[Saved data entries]
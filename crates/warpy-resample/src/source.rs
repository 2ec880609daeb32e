//! Pixel sources
//!
//! The resampling engine reads source pixels through the [`PixelSource`]
//! trait: a multi-resolution image that delivers any rectangular region at
//! one of its downsample levels. [`RasterPyramid`] is an in-memory
//! implementation built from a single full-resolution raster.

use crate::error::SourceError;
use warpy_core::{PixelCalibration, PixelFormat, Raster, RegionRequest};

/// Default tile edge reported by sources without a preference
pub const DEFAULT_TILE_SIZE: u32 = 512;

/// A multi-resolution image
pub trait PixelSource: Send + Sync {
    /// Full-resolution width in pixels
    fn width(&self) -> u32;

    /// Full-resolution height in pixels
    fn height(&self) -> u32;

    /// Available downsample factors, ascending, starting with 1.0
    fn downsample_levels(&self) -> &[f64];

    fn pixel_format(&self) -> PixelFormat;

    fn pixel_calibration(&self) -> PixelCalibration {
        PixelCalibration::default()
    }

    /// Preferred tile size as (width, height) in level pixels
    fn preferred_tile_size(&self) -> (u32, u32) {
        (DEFAULT_TILE_SIZE, DEFAULT_TILE_SIZE)
    }

    /// Read a region at one of the available downsample levels
    ///
    /// The delivered raster covers the request at the requested downsample,
    /// `ceil` of the region's extent divided by the downsample in each
    /// direction. Pixels outside the image are zero.
    fn read_region(&self, request: &RegionRequest) -> Result<Raster, SourceError>;
}

impl<S: PixelSource + ?Sized> PixelSource for Box<S> {
    fn width(&self) -> u32 {
        (**self).width()
    }

    fn height(&self) -> u32 {
        (**self).height()
    }

    fn downsample_levels(&self) -> &[f64] {
        (**self).downsample_levels()
    }

    fn pixel_format(&self) -> PixelFormat {
        (**self).pixel_format()
    }

    fn pixel_calibration(&self) -> PixelCalibration {
        (**self).pixel_calibration()
    }

    fn preferred_tile_size(&self) -> (u32, u32) {
        (**self).preferred_tile_size()
    }

    fn read_region(&self, request: &RegionRequest) -> Result<Raster, SourceError> {
        (**self).read_region(request)
    }
}

/// In-memory image pyramid
///
/// Each level is a point-sampled reduction of the full-resolution raster:
/// level pixel `(i, j)` at downsample `d` is full-resolution pixel
/// `(floor(i * d), floor(j * d))`.
#[derive(Debug, Clone)]
pub struct RasterPyramid {
    levels: Vec<Raster>,
    downsamples: Vec<f64>,
    calibration: PixelCalibration,
    tile_size: (u32, u32),
}

impl RasterPyramid {
    /// Build a pyramid from a full-resolution raster
    ///
    /// # Arguments
    ///
    /// * `full` - The level-0 raster
    /// * `downsamples` - Extra levels; 1.0 is always added, factors below
    ///   1.0 or non-finite are ignored
    ///
    /// # Errors
    ///
    /// Returns `warpy_core::Error` if a level raster cannot be allocated.
    pub fn new(full: Raster, downsamples: &[f64]) -> warpy_core::Result<Self> {
        let mut factors: Vec<f64> = downsamples
            .iter()
            .copied()
            .filter(|d| d.is_finite() && *d > 1.0)
            .collect();
        factors.push(1.0);
        factors.sort_by(f64::total_cmp);
        factors.dedup_by(|a, b| (*a - *b).abs() < 1e-9);

        let mut levels = Vec::with_capacity(factors.len());
        for &ds in &factors {
            levels.push(if ds == 1.0 {
                full.clone()
            } else {
                reduce(&full, ds)?
            });
        }

        Ok(RasterPyramid {
            levels,
            downsamples: factors,
            calibration: PixelCalibration::default(),
            tile_size: (DEFAULT_TILE_SIZE, DEFAULT_TILE_SIZE),
        })
    }

    pub fn with_calibration(mut self, calibration: PixelCalibration) -> Self {
        self.calibration = calibration;
        self
    }

    pub fn with_tile_size(mut self, width: u32, height: u32) -> Self {
        self.tile_size = (width.max(1), height.max(1));
        self
    }

    /// Raster of one level
    pub fn level(&self, index: usize) -> Option<&Raster> {
        self.levels.get(index)
    }

    fn level_for(&self, downsample: f64) -> Option<usize> {
        self.downsamples
            .iter()
            .position(|d| (d - downsample).abs() < 1e-9)
    }
}

fn reduce(full: &Raster, ds: f64) -> warpy_core::Result<Raster> {
    let (w, h) = full.dimensions();
    let lw = (w as f64 / ds).ceil().max(1.0) as u32;
    let lh = (h as f64 / ds).ceil().max(1.0) as u32;
    let mut out = Raster::new(lw, lh, full.format())?;
    for j in 0..lh {
        let sy = ((j as f64 * ds).floor() as u32).min(h - 1);
        for i in 0..lw {
            let sx = ((i as f64 * ds).floor() as u32).min(w - 1);
            out.copy_pixel_from(i, j, full, sx, sy)?;
        }
    }
    Ok(out)
}

impl PixelSource for RasterPyramid {
    fn width(&self) -> u32 {
        self.levels[0].width()
    }

    fn height(&self) -> u32 {
        self.levels[0].height()
    }

    fn downsample_levels(&self) -> &[f64] {
        &self.downsamples
    }

    fn pixel_format(&self) -> PixelFormat {
        self.levels[0].format()
    }

    fn pixel_calibration(&self) -> PixelCalibration {
        self.calibration.clone()
    }

    fn preferred_tile_size(&self) -> (u32, u32) {
        self.tile_size
    }

    fn read_region(&self, request: &RegionRequest) -> Result<Raster, SourceError> {
        request.validate()?;
        let index = self.level_for(request.downsample).ok_or_else(|| {
            format!(
                "no pyramid level with downsample {} (available: {:?})",
                request.downsample, self.downsamples
            )
        })?;
        let ds = self.downsamples[index];
        let lx0 = (request.x as f64 / ds).floor() as i64;
        let ly0 = (request.y as f64 / ds).floor() as i64;
        let lx1 = ((request.x as f64 + request.width as f64) / ds).ceil() as i64;
        let ly1 = ((request.y as f64 + request.height as f64) / ds).ceil() as i64;
        let w = (lx1 - lx0).max(1) as u32;
        let h = (ly1 - ly0).max(1) as u32;
        Ok(self.levels[index].crop(lx0, ly0, w, h)?)
    }
}

#[cfg(test)]
mod tests {
    use super::*;

    fn gradient(w: u32, h: u32) -> Raster {
        let data: Vec<u8> = (0..h)
            .flat_map(|y| (0..w).map(move |x| (x + y * w) as u8))
            .collect();
        Raster::from_u8(w, h, 1, data).unwrap()
    }

    #[test]
    fn test_levels() {
        let p = RasterPyramid::new(gradient(10, 6), &[4.0, 2.0, 0.5, f64::NAN, 2.0]).unwrap();
        assert_eq!(p.downsample_levels(), &[1.0, 2.0, 4.0]);
        assert_eq!(p.level(1).unwrap().dimensions(), (5, 3));
        assert_eq!(p.level(2).unwrap().dimensions(), (3, 2));
        // level 2, pixel (2, 1) is full-resolution pixel (8, 4)
        assert_eq!(p.level(2).unwrap().sample(2, 1, 0).unwrap(), 48.0);
    }

    #[test]
    fn test_read_full_resolution() {
        let full = gradient(8, 8);
        let p = RasterPyramid::new(full.clone(), &[]).unwrap();
        let req = RegionRequest::new(1.0, 2, 3, 4, 2).unwrap();
        let r = p.read_region(&req).unwrap();
        assert_eq!(r, full.crop(2, 3, 4, 2).unwrap());
    }

    #[test]
    fn test_read_outside_is_zero() {
        let p = RasterPyramid::new(gradient(4, 4), &[]).unwrap();
        let req = RegionRequest::new(1.0, -2, 0, 3, 1).unwrap();
        let r = p.read_region(&req).unwrap();
        assert_eq!(r.sample(0, 0, 0).unwrap(), 0.0);
        assert_eq!(r.sample(2, 0, 0).unwrap(), 0.0);
    }

    #[test]
    fn test_read_downsampled() {
        let p = RasterPyramid::new(gradient(8, 8), &[2.0]).unwrap();
        let req = RegionRequest::new(2.0, 2, 4, 4, 4).unwrap();
        let r = p.read_region(&req).unwrap();
        assert_eq!(r.dimensions(), (2, 2));
        assert_eq!(r.sample(0, 0, 0).unwrap(), 34.0);
    }

    #[test]
    fn test_missing_level() {
        let p = RasterPyramid::new(gradient(8, 8), &[2.0]).unwrap();
        let req = RegionRequest::new(3.0, 0, 0, 6, 6).unwrap();
        assert!(p.read_region(&req).is_err());
    }
}
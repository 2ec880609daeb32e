//! warpy-test - Regression test helpers for Warpy
//!
//! Provides the [`RegParams`] bookkeeping object used by every `*_reg.rs`
//! integration test, plus a seeded point generator so property-style tests
//! are reproducible without pulling in a random number crate.
//!
//! # Usage
//!
//! ```ignore
//! use warpy_test::RegParams;
//!
//! let mut rp = RegParams::new("affine");
//! rp.compare_values(1.0, value, 1e-9);
//! assert!(rp.cleanup());
//! ```

mod params;
mod rng;

pub use params::RegParams;
pub use rng::SimpleRng;

/// Install a `tracing` subscriber that writes through the test harness
///
/// Safe to call from several tests; only the first call installs anything.
pub fn init_tracing() {
    let _ = tracing_subscriber::fmt()
        .with_test_writer()
        .with_max_level(tracing_subscriber::filter::LevelFilter::DEBUG)
        .try_init();
}
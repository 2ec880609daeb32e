//! Image interpolation mode selector
//!
//! The ordinal of each mode is part of the descriptor file format and must
//! not change.

use std::fmt;

/// Kernel used to reconstruct output pixels
#[derive(Debug, Clone, Copy, PartialEq, Eq, Hash, Default)]
pub enum InterpolationMode {
    /// Round to the nearest source pixel
    #[default]
    Nearest,
    /// Blend the four enclosing pixels
    Bilinear,
    /// Cubic convolution, a = 1, b = 0
    Bicubic,
    /// Cubic convolution, a = 0.5, b = 0
    CatmullRom,
    /// Cubic convolution, a = b = 1/3
    MitchellNetravali,
    /// Cubic convolution, a = 0, b = 1
    CubicBSpline,
}

impl InterpolationMode {
    /// Every mode, in ordinal order
    pub const fn all() -> [InterpolationMode; 6] {
        [
            InterpolationMode::Nearest,
            InterpolationMode::Bilinear,
            InterpolationMode::Bicubic,
            InterpolationMode::CatmullRom,
            InterpolationMode::MitchellNetravali,
            InterpolationMode::CubicBSpline,
        ]
    }

    /// Position in the persisted enumeration
    pub fn ordinal(self) -> u32 {
        match self {
            InterpolationMode::Nearest => 0,
            InterpolationMode::Bilinear => 1,
            InterpolationMode::Bicubic => 2,
            InterpolationMode::CatmullRom => 3,
            InterpolationMode::MitchellNetravali => 4,
            InterpolationMode::CubicBSpline => 5,
        }
    }

    /// Mode for a persisted ordinal, if it names one
    pub fn from_ordinal(ordinal: i64) -> Option<Self> {
        usize::try_from(ordinal)
            .ok()
            .and_then(|i| Self::all().get(i).copied())
    }

    /// Display name
    pub fn name(self) -> &'static str {
        match self {
            InterpolationMode::Nearest => "NearestNeighbor",
            InterpolationMode::Bilinear => "Bilinear",
            InterpolationMode::Bicubic => "Bicubic",
            InterpolationMode::CatmullRom => "Catmull-Rom",
            InterpolationMode::MitchellNetravali => "Mitchell-Netravali",
            InterpolationMode::CubicBSpline => "Cubic B-spline",
        }
    }

    /// Shape constants `(a, b)` of the cubic-convolution kernel
    ///
    /// `None` for the non-cubic modes.
    pub fn cubic_parameters(self) -> Option<(f64, f64)> {
        match self {
            InterpolationMode::Bicubic => Some((1.0, 0.0)),
            InterpolationMode::CatmullRom => Some((0.5, 0.0)),
            InterpolationMode::MitchellNetravali => Some((1.0 / 3.0, 1.0 / 3.0)),
            InterpolationMode::CubicBSpline => Some((0.0, 1.0)),
            InterpolationMode::Nearest | InterpolationMode::Bilinear => None,
        }
    }

    pub fn is_cubic(self) -> bool {
        self.cubic_parameters().is_some()
    }

    /// Pixels needed before and after the sample position along each axis
    ///
    /// A sample at `x` is valid when `x >= before` and `x < len - after`.
    pub fn support_margins(self) -> (usize, usize) {
        if self.is_cubic() { (1, 2) } else { (0, 1) }
    }
}

impl fmt::Display for InterpolationMode {
    fn fmt(&self, f: &mut fmt::Formatter<'_>) -> fmt::Result {
        f.write_str(self.name())
    }
}
//! Affine transform regression test
//!
//! Checks that the inverse of random well-conditioned 2D and 3D affines
//! undoes the forward map, and that composition follows application order.

use warpy_test::{RegParams, SimpleRng};
use warpy_transform::{AffineTransform, RealPoint, Transform};

fn random_affine(rng: &mut SimpleRng, dims: usize) -> AffineTransform {
    let mut m = Vec::with_capacity(dims * (dims + 1));
    for row in 0..dims {
        for col in 0..=dims {
            let v = if col == dims {
                rng.range(-100.0, 100.0)
            } else if col == row {
                rng.range(0.5, 2.0)
            } else {
                rng.range(-0.3, 0.3)
            };
            m.push(v);
        }
    }
    AffineTransform::from_row_packed(&m).unwrap()
}

#[test]
fn affine_reg() {
    let mut rp = RegParams::new("affine");
    let mut rng = SimpleRng::new(0x5eed);

    for dims in [2, 3] {
        for _ in 0..25 {
            let a = Transform::Affine(random_affine(&mut rng, dims));
            for coords in rng.points(8, 3, -500.0, 500.0) {
                let p = RealPoint::from_slice(&coords);
                let back = a.apply_inverse(a.apply(p)).unwrap();
                rp.compare_points(&p.to_array(), &back.to_array(), 1e-9);
            }
        }
    }

    assert!(rp.cleanup(), "affine regression test failed");
}

#[test]
fn affine_compose_reg() {
    let mut rp = RegParams::new("affine_compose");
    let mut rng = SimpleRng::new(99);

    for _ in 0..10 {
        let a = random_affine(&mut rng, 2);
        let b = random_affine(&mut rng, 3);
        let ab = a.then(&b).unwrap();
        rp.compare_values(3.0, ab.num_dimensions() as f64, 0.0);
        for coords in rng.points(5, 3, -50.0, 50.0) {
            let p = RealPoint::from_slice(&coords);
            let expected = b.apply(a.apply(p));
            rp.compare_points(&expected.to_array(), &ab.apply(p).to_array(), 1e-9);
        }

        let inv = ab.inverse().unwrap();
        let p = RealPoint::new(1.0, 2.0, 3.0);
        rp.compare_points(&p.to_array(), &inv.apply(ab.apply(p)).to_array(), 1e-9);
    }

    assert!(rp.cleanup(), "affine compose regression test failed");
}
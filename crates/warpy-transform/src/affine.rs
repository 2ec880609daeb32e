//! Affine transforms in two and three dimensions
//!
//! An affine transform of dimensionality `d` is stored as a row-packed
//! `d x (d + 1)` matrix: the linear part followed by the translation column
//! of each row. In 2D:
//! ```text
//! | m00  m01  m02 |
//! | m10  m11  m12 |
//! ```
//! with
//! ```text
//! x' = m00*x + m01*y + m02
//! y' = m10*x + m11*y + m12
//! ```
//!
//! The inverse is computed once at construction; a singular matrix yields an
//! affine that evaluates forward but reports itself as not invertible.

use crate::point::RealPoint;
use crate::{TransformError, TransformResult};
use nalgebra::DMatrix;

/// Row-packed affine transform of dimensionality 2 or 3
#[derive(Debug, Clone, PartialEq)]
pub struct AffineTransform {
    dims: usize,
    matrix: Vec<f64>,
    inverse: Option<Vec<f64>>,
}

impl AffineTransform {
    /// Identity transform of the given dimensionality
    ///
    /// # Errors
    ///
    /// Returns `TransformError::InvalidParameters` unless `dims` is 2 or 3.
    pub fn identity(dims: usize) -> TransformResult<Self> {
        check_dims(dims)?;
        let mut m = vec![0.0; dims * (dims + 1)];
        for d in 0..dims {
            m[d * (dims + 1) + d] = 1.0;
        }
        Self::from_row_packed(&m)
    }

    /// Build from a row-packed matrix
    ///
    /// Six values make a 2D transform, twelve a 3D one.
    ///
    /// # Errors
    ///
    /// Returns `TransformError::InvalidParameters` for any other length or
    /// for non-finite coefficients.
    pub fn from_row_packed(values: &[f64]) -> TransformResult<Self> {
        let dims = match values.len() {
            6 => 2,
            12 => 3,
            n => {
                return Err(TransformError::InvalidParameters(format!(
                    "affine matrix needs 6 or 12 values, got {n}"
                )));
            }
        };
        if values.iter().any(|v| !v.is_finite()) {
            return Err(TransformError::InvalidParameters(
                "affine matrix contains non-finite values".to_string(),
            ));
        }
        let matrix = values.to_vec();
        let inverse = invert_row_packed(dims, &matrix);
        Ok(AffineTransform {
            dims,
            matrix,
            inverse,
        })
    }

    /// 2D affine from its six coefficients
    pub fn new_2d(m00: f64, m01: f64, m02: f64, m10: f64, m11: f64, m12: f64) -> TransformResult<Self> {
        Self::from_row_packed(&[m00, m01, m02, m10, m11, m12])
    }

    /// Pure translation; the offset length sets the dimensionality
    pub fn translation(offset: &[f64]) -> TransformResult<Self> {
        let dims = offset.len();
        let mut t = Self::identity(dims)?;
        for (d, &v) in offset.iter().enumerate() {
            t.matrix[d * (dims + 1) + dims] = v;
        }
        Self::from_row_packed(&t.matrix)
    }

    /// Axis-aligned scaling about the origin
    pub fn scaling(factors: &[f64]) -> TransformResult<Self> {
        let dims = factors.len();
        let mut t = Self::identity(dims)?;
        for (d, &v) in factors.iter().enumerate() {
            t.matrix[d * (dims + 1) + d] = v;
        }
        Self::from_row_packed(&t.matrix)
    }

    /// 2D rotation by `angle` radians (counter-clockwise in a y-up frame)
    /// about the given center
    pub fn rotation_2d(center_x: f64, center_y: f64, angle: f64) -> TransformResult<Self> {
        let (sin, cos) = angle.sin_cos();
        Self::new_2d(
            cos,
            -sin,
            center_x - cos * center_x + sin * center_y,
            sin,
            cos,
            center_y - sin * center_x - cos * center_y,
        )
    }

    /// Lift a 2D affine into 3D, leaving z unchanged; 3D affines are cloned
    pub fn to_3d(&self) -> Self {
        if self.dims == 3 {
            return self.clone();
        }
        let m = &self.matrix;
        let lifted = [
            m[0], m[1], 0.0, m[2], //
            m[3], m[4], 0.0, m[5], //
            0.0, 0.0, 1.0, 0.0,
        ];
        let inverse = invert_row_packed(3, &lifted);
        AffineTransform {
            dims: 3,
            matrix: lifted.to_vec(),
            inverse,
        }
    }

    #[inline]
    pub fn num_dimensions(&self) -> usize {
        self.dims
    }

    /// Row-packed coefficients
    pub fn row_packed(&self) -> &[f64] {
        &self.matrix
    }

    /// Coefficient at (row, column); column `dims` is the translation
    pub fn get(&self, row: usize, col: usize) -> f64 {
        if row < self.dims && col <= self.dims {
            self.matrix[row * (self.dims + 1) + col]
        } else {
            0.0
        }
    }

    pub fn is_invertible(&self) -> bool {
        self.inverse.is_some()
    }

    /// The inverse transform
    ///
    /// # Errors
    ///
    /// Returns `TransformError::SingularMatrix` if the linear part is singular.
    pub fn inverse(&self) -> TransformResult<Self> {
        let inv = self.inverse.as_ref().ok_or(TransformError::SingularMatrix)?;
        Ok(AffineTransform {
            dims: self.dims,
            matrix: inv.clone(),
            inverse: Some(self.matrix.clone()),
        })
    }

    /// Transform applying `self` first and `next` second
    ///
    /// A 2D operand is lifted to 3D when the other one is 3D.
    pub fn then(&self, next: &AffineTransform) -> TransformResult<Self> {
        let (a, b) = if self.dims == next.dims {
            (self.clone(), next.clone())
        } else {
            (self.to_3d(), next.to_3d())
        };
        let product = homogeneous(b.dims, &b.matrix) * homogeneous(a.dims, &a.matrix);
        Self::from_row_packed(&row_packed_from(a.dims, &product))
    }

    /// Map a point forward
    #[inline]
    pub fn apply(&self, p: RealPoint) -> RealPoint {
        map_row_packed(self.dims, &self.matrix, p)
    }

    /// Map a point backward
    ///
    /// # Errors
    ///
    /// Returns `TransformError::SingularMatrix` if the matrix is singular.
    #[inline]
    pub fn apply_inverse(&self, p: RealPoint) -> TransformResult<RealPoint> {
        let inv = self.inverse.as_ref().ok_or(TransformError::SingularMatrix)?;
        Ok(map_row_packed(self.dims, inv, p))
    }
}

fn check_dims(dims: usize) -> TransformResult<()> {
    if dims == 2 || dims == 3 {
        Ok(())
    } else {
        Err(TransformError::InvalidParameters(format!(
            "affine transforms are 2D or 3D, got {dims}D"
        )))
    }
}

#[inline]
fn map_row_packed(dims: usize, m: &[f64], p: RealPoint) -> RealPoint {
    let mut out = p;
    let stride = dims + 1;
    for row in 0..dims {
        let r = &m[row * stride..(row + 1) * stride];
        let mut v = r[dims];
        for col in 0..dims {
            v += r[col] * p.get(col);
        }
        out.set(row, v);
    }
    out
}

fn homogeneous(dims: usize, m: &[f64]) -> DMatrix<f64> {
    DMatrix::from_fn(dims + 1, dims + 1, |r, c| {
        if r < dims {
            m[r * (dims + 1) + c]
        } else if c == dims {
            1.0
        } else {
            0.0
        }
    })
}

fn row_packed_from(dims: usize, h: &DMatrix<f64>) -> Vec<f64> {
    (0..dims)
        .flat_map(|r| (0..=dims).map(move |c| (r, c)))
        .map(|(r, c)| h[(r, c)])
        .collect()
}

fn invert_row_packed(dims: usize, m: &[f64]) -> Option<Vec<f64>> {
    let inv = homogeneous(dims, m).try_inverse()?;
    let packed = row_packed_from(dims, &inv);
    packed.iter().all(|v| v.is_finite()).then_some(packed)
}
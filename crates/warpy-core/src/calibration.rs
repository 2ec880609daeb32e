//! Physical pixel size

/// Physical size of one full-resolution pixel
#[derive(Debug, Clone, PartialEq)]
pub struct PixelCalibration {
    pixel_width: f64,
    pixel_height: f64,
    unit: String,
}

impl Default for PixelCalibration {
    fn default() -> Self {
        PixelCalibration {
            pixel_width: 1.0,
            pixel_height: 1.0,
            unit: "px".to_string(),
        }
    }
}

impl PixelCalibration {
    /// Create a calibration
    ///
    /// Non-finite or non-positive sizes fall back to 1.0.
    pub fn new(pixel_width: f64, pixel_height: f64, unit: impl Into<String>) -> Self {
        let sanitize = |v: f64| if v.is_finite() && v > 0.0 { v } else { 1.0 };
        PixelCalibration {
            pixel_width: sanitize(pixel_width),
            pixel_height: sanitize(pixel_height),
            unit: unit.into(),
        }
    }

    #[inline]
    pub fn pixel_width(&self) -> f64 {
        self.pixel_width
    }

    #[inline]
    pub fn pixel_height(&self) -> f64 {
        self.pixel_height
    }

    pub fn unit(&self) -> &str {
        &self.unit
    }

    /// Whether the calibration carries a real physical unit
    pub fn has_physical_unit(&self) -> bool {
        self.unit != "px"
    }

    /// Calibration with both pixel sizes multiplied by the given factors
    pub fn scaled(&self, scale_x: f64, scale_y: f64) -> Self {
        PixelCalibration::new(
            self.pixel_width * scale_x,
            self.pixel_height * scale_y,
            self.unit.clone(),
        )
    }
}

What is expected:
Write down every line of the data above that includes the string "range".

Completed task:
                rng.range(-100.0, 100.0)
                rng.range(0.5, 2.0)
                rng.range(-0.3, 0.3)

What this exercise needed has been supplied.